The workflow started with a pivot. ADR-0003 retired the earlier todo-app probe and made the recommender tutorial the lab’s substrate. That was the first important AI-native move: the team did not ask agents to polish a toy forever. It picked a substrate with enough domain pressure to reveal whether the skills were useful. EB-NeRD, Adressa, and MIND gave the work a media context. The prior probe had been useful for learning how skills fit together, but it did not carry the domain pressure or the data-platform depth the owner needed to practice against. A news recommender did. Any JP/Politikens Hus relevance is a byproduct, not the reason the lab exists (ADR-0033).

The next move was not implementation. It was grilling. The project used grilling sessions to produce ADRs 0003-0016 before the bulk of the code was written. That sequence is the spine of the artifact. ADR-0004 stated the thesis: editorial accountability is a platform-layer concern, not a model-layer concern. ADR-0005 chose a TypeScript Express editor interface as a swappable client. ADR-0006 split the platform into an app contract and an analytical contract. ADR-0007 kept the recommender model deliberately simple. ADR-0008 made the docs site the front-door deliverable. ADR-0009 made constraint-configuration comparison the evaluation story. ADR-0010 chose mixed constraint enforcement. ADR-0011 kept the editor interface server-rendered with HTMX. ADR-0012 made the lessons themselves the platform. ADR-0013 grouped the modules by role. ADR-0014 kept the platform local-first while preserving a documented object-storage path. ADR-0015 fixed the editorial constraint math. ADR-0016 framed DuckDB over Parquet as the self-hosted analytical platform.
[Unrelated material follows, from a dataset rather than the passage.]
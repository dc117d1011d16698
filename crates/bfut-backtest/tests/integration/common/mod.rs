#![allow(dead_code)]

pub mod scripted;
Those ADRs were not a committee ritual. They were the way the human and the agents stopped the project from becoming a pile of plausible choices. Each grilling session forced a fork: which claim is load-bearing, which term is too loose, which tradeoff would not survive a sceptical reviewer, which option is more impressive but less honest. The result was a decision trail that an AFK agent could follow later without guessing the project politics. When an issue said “build the sensitive-topic guard”, the agent did not need to rediscover whether sensitivity was a soft weight, a hard rule, a classifier project, or a UI warning. ADR-0010 and ADR-0015 had already made that explicit.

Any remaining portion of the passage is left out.